All Articles

When Your Logging Framework Crashes Production

· 7 min read · Humza Tareen
Logging Python Production Debugging FastAPI

Logging is supposed to help you debug. When your logging infrastructure itself crashes production, you have a meta-problem.

The Crash

Two logging components were colliding. A ComponentAdapter adds service context to every log. A LogContext manager adds request-scoped context. Both tried to inject keys into the log record's extra dict. When both were active in the same call chain — which happened during agent execution sessions — they collided.

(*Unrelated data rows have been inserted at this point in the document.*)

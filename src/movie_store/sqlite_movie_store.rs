use super::models::{CatalogEntry, NewCatalogEntry};
use super::schema::MOVIES_VERSIONED_SCHEMAS;
use super::{MovieStore, MovieStoreError, MovieStoreResult};
use crate::sqlite_persistence::prepare_database;
use anyhow::Context;
use rusqlite::{params, Connection, ErrorCode, OptionalExtension};
use std::path::Path;
use std::sync::{Arc, Mutex, MutexGuard};
use tracing::info;

const ENTRY_COLUMNS: &str = "id, title, year, description, rating, ranking, review, img_url";

pub struct SqliteMovieStore {
    conn: Arc<Mutex<Connection>>,
}

impl SqliteMovieStore {
    pub fn new<P: AsRef<Path>>(db_path: P) -> anyhow::Result<Self> {
        let path = db_path.as_ref();
        info!("Opening movie database at {:?}", path);
        let conn = Connection::open(path)
            .with_context(|| format!("Failed to open movie database at {:?}", path))?;
        Self::from_connection(conn)
    }

    pub fn in_memory() -> anyhow::Result<Self> {
        Self::from_connection(Connection::open_in_memory()?)
    }

    fn from_connection(mut conn: Connection) -> anyhow::Result<Self> {
        prepare_database(&mut conn, MOVIES_VERSIONED_SCHEMAS, "movie")?;
        Ok(Self {
            conn: Arc::new(Mutex::new(conn)),
        })
    }

    fn lock(&self) -> MovieStoreResult<MutexGuard<'_, Connection>> {
        self.conn
            .lock()
            .map_err(|_| MovieStoreError::Other(anyhow::anyhow!("Movie database lock poisoned")))
    }

    fn row_to_entry(row: &rusqlite::Row) -> rusqlite::Result<CatalogEntry> {
        Ok(CatalogEntry {
            id: row.get("id")?,
            title: row.get("title")?,
            year: row.get("year")?,
            description: row.get("description")?,
            rating: row.get("rating")?,
            ranking: row.get::<_, Option<i64>>("ranking")?.unwrap_or(0),
            review: row.get::<_, Option<String>>("review")?.unwrap_or_default(),
            img_url: row.get("img_url")?,
        })
    }

    fn is_unique_violation(err: &rusqlite::Error) -> bool {
        matches!(
            err,
            rusqlite::Error::SqliteFailure(e, _)
                if e.code == ErrorCode::ConstraintViolation
                    && e.extended_code == rusqlite::ffi::SQLITE_CONSTRAINT_UNIQUE
        )
    }

    fn expect_one_row(id: i64, changed: usize) -> MovieStoreResult<()> {
        if changed == 0 {
            Err(MovieStoreError::NotFound(id))
        } else {
            Ok(())
        }
    }
}

impl MovieStore for SqliteMovieStore {
    fn list_all(&self) -> MovieStoreResult<Vec<CatalogEntry>> {
        let conn = self.lock()?;
        let mut stmt = conn.prepare(&format!(
            "SELECT {} FROM movies ORDER BY rating IS NULL, rating DESC, id ASC",
            ENTRY_COLUMNS
        ))?;
        let entries = stmt
            .query_map([], Self::row_to_entry)?
            .collect::<rusqlite::Result<Vec<_>>>()?;
        Ok(entries)
    }

    fn get_by_id(&self, id: i64) -> MovieStoreResult<CatalogEntry> {
        let conn = self.lock()?;
        conn.query_row(
            &format!("SELECT {} FROM movies WHERE id = ?1", ENTRY_COLUMNS),
            params![id],
            Self::row_to_entry,
        )
        .optional()?
        .ok_or(MovieStoreError::NotFound(id))
    }

    fn insert(&self, entry: &NewCatalogEntry) -> MovieStoreResult<i64> {
        let conn = self.lock()?;
        let result = conn.execute(
            "INSERT INTO movies (title, year, description, rating, ranking, review, img_url)
             VALUES (?1, ?2, ?3, ?4, ?5, ?6, ?7)",
            params![
                entry.title,
                entry.year,
                entry.description,
                entry.rating,
                entry.ranking,
                entry.review,
                entry.img_url,
            ],
        );
        match result {
            Ok(_) => Ok(conn.last_insert_rowid()),
            Err(err) if Self::is_unique_violation(&err) => {
                Err(MovieStoreError::DuplicateTitle(entry.title.clone()))
            }
            Err(err) => Err(err.into()),
        }
    }

    fn update_review_and_rating(
        &self,
        id: i64,
        rating: f64,
        review: &str,
    ) -> MovieStoreResult<()> {
        let conn = self.lock()?;
        let changed = conn.execute(
            "UPDATE movies SET rating = ?1, review = ?2 WHERE id = ?3",
            params![rating, review, id],
        )?;
        Self::expect_one_row(id, changed)
    }

    fn update_ranking(&self, id: i64, ranking: i64) -> MovieStoreResult<()> {
        let conn = self.lock()?;
        let changed = conn.execute(
            "UPDATE movies SET ranking = ?1 WHERE id = ?2",
            params![ranking, id],
        )?;
        Self::expect_one_row(id, changed)
    }

    fn delete(&self, id: i64) -> MovieStoreResult<()> {
        let conn = self.lock()?;
        let changed = conn.execute("DELETE FROM movies WHERE id = ?1", params![id])?;
        Self::expect_one_row(id, changed)
    }

    fn count(&self) -> MovieStoreResult<usize> {
        let conn = self.lock()?;
        let count: i64 = conn.query_row("SELECT COUNT(*) FROM movies", [], |row| row.get(0))?;
        Ok(count as usize)
    }
}
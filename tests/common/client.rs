//! HTTP client for end-to-end tests
//!
//! Wraps reqwest with redirects disabled so tests can assert on the
//! `303 See Other` responses themselves.
//!
//! When routes or form fields change, update only this file.

use super::constants::*;
use reqwest::{header, redirect, Response, StatusCode};
use serde_json::Value;
use std::time::Duration;

pub struct TestClient {
    /// The underlying reqwest client (public for custom requests in tests)
    pub client: reqwest::Client,
    /// The base URL of the test server
    pub base_url: String,
}

impl TestClient {
    pub fn new(base_url: String) -> Self {
        let client = reqwest::Client::builder()
            .redirect(redirect::Policy::none())
            .timeout(Duration::from_secs(REQUEST_TIMEOUT_SECS))
            .build()
            .expect("Failed to build reqwest client");

        Self { client, base_url }
    }

    fn url(&self, path: &str) -> String {
        format!("{}{}", self.base_url, path)
    }

    // ========================================================================
    // Listing
    // ========================================================================

    pub async fn get_listing(&self) -> Response {
        self.client
            .get(self.url("/"))
            .send()
            .await
            .expect("Listing request failed")
    }

    /// Movies of the ranked listing, asserting the request succeeded.
    pub async fn movies(&self) -> Vec<Value> {
        let response = self.get_listing().await;
        assert_eq!(response.status(), StatusCode::OK);
        let body: Value = response.json().await.expect("Listing is not JSON");
        body["movies"].as_array().cloned().unwrap_or_default()
    }

    // ========================================================================
    // Adding
    // ========================================================================

    pub async fn get_add_form(&self) -> Response {
        self.client
            .get(self.url("/add"))
            .send()
            .await
            .expect("Add form request failed")
    }

    /// A fresh form token taken from the add form.
    pub async fn form_token(&self) -> String {
        let body: Value = self
            .get_add_form()
            .await
            .json()
            .await
            .expect("Add form is not JSON");
        body["csrf_token"]
            .as_str()
            .expect("Add form has no token")
            .to_string()
    }

    pub async fn search(&self, title: &str, csrf_token: &str) -> Response {
        self.client
            .post(self.url("/add"))
            .form(&[("title", title), ("csrf_token", csrf_token)])
            .send()
            .await
            .expect("Search request failed")
    }

    pub async fn select(&self, provider_id: i64) -> Response {
        self.client
            .get(self.url(&format!("/add?id={}", provider_id)))
            .send()
            .await
            .expect("Select request failed")
    }

    /// Selects `provider_id` and returns the id of the created entry.
    pub async fn add_movie(&self, provider_id: i64) -> i64 {
        let response = self.select(provider_id).await;
        assert_eq!(response.status(), StatusCode::SEE_OTHER);
        location(&response)
            .strip_prefix("/edit/")
            .and_then(|id| id.parse().ok())
            .expect("Select did not redirect to the edit page")
    }

    // ========================================================================
    // Editing and deleting
    // ========================================================================

    pub async fn get_edit_form(&self, id: &str) -> Response {
        self.client
            .get(self.url(&format!("/edit/{}", id)))
            .send()
            .await
            .expect("Edit form request failed")
    }

    pub async fn submit_review(
        &self,
        id: &str,
        rating: &str,
        review: &str,
        csrf_token: &str,
    ) -> Response {
        self.client
            .post(self.url(&format!("/edit/{}", id)))
            .form(&[
                ("rating", rating),
                ("review", review),
                ("csrf_token", csrf_token),
            ])
            .send()
            .await
            .expect("Review request failed")
    }

    /// Reviews entry `id` with a fresh token, asserting the redirect home.
    pub async fn review_movie(&self, id: i64, rating: &str, review: &str) {
        let token = self.form_token().await;
        let response = self
            .submit_review(&id.to_string(), rating, review, &token)
            .await;
        assert_eq!(response.status(), StatusCode::SEE_OTHER);
        assert_eq!(location(&response), "/");
    }

    pub async fn delete(&self, id: &str) -> Response {
        self.client
            .get(self.url(&format!("/delete/{}", id)))
            .send()
            .await
            .expect("Delete request failed")
    }

    pub async fn delete_with_post(&self, id: &str) -> Response {
        self.client
            .post(self.url(&format!("/delete/{}", id)))
            .send()
            .await
            .expect("Delete request failed")
    }
}

/// Target of a redirect response.
pub fn location(response: &Response) -> &str {
    response
        .headers()
        .get(header::LOCATION)
        .expect("Response has no Location header")
        .to_str()
        .expect("Location is not ASCII")
}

The ComponentAdapter expected extra to be a flat dict. LogContext had wrapped it in a nested structure. Result: KeyError deep in the logging pipeline, crashing the agent session.

Why It Was Hard to Find

The crash only happened when specific agent frameworks were used in specific execution modes. Standard API requests were fine. Only agent sessions that used both the component logger and the request-scoped context triggered it. The error appeared as a generic Python logging crash, not as an application error.

The Fix: safe_log_extra()

I built a helper that normalizes the extra dict before any logging operation:

def safe_log_extra(extra: dict | None = None) -> dict:
    if extra is None:
        return {}
    normalized = {}
    for key, value in extra.items():
        if isinstance(value, dict):
            normalized.update(value)
        else:
            normalized[key] = value
    return normalized

Applied to every logging call path — ComponentAdapter, LogContext, and direct logger usage. Added defensive flattening so nested structures can never crash the pipeline.

SSL Retry for Database Methods

While investigating the logging crash, I also added SSL connection retry wrappers around database methods used during agent runs. These long-running operations (5–30 minutes) were hitting the AlloyDB SSL drop issue in a code path that didn't have the retry protection yet.

Diagnostic Log Cleanup

I cleaned up diagnostic logging across the codebase — removed debug-level prints that were logging at INFO, assigned proper log levels (DEBUG for internal state, INFO for lifecycle events, WARNING for recoverable errors, ERROR for failures).

Production logging infrastructure needs the same engineering rigor as any other production system. If your logging can crash your application, your logging is a liability.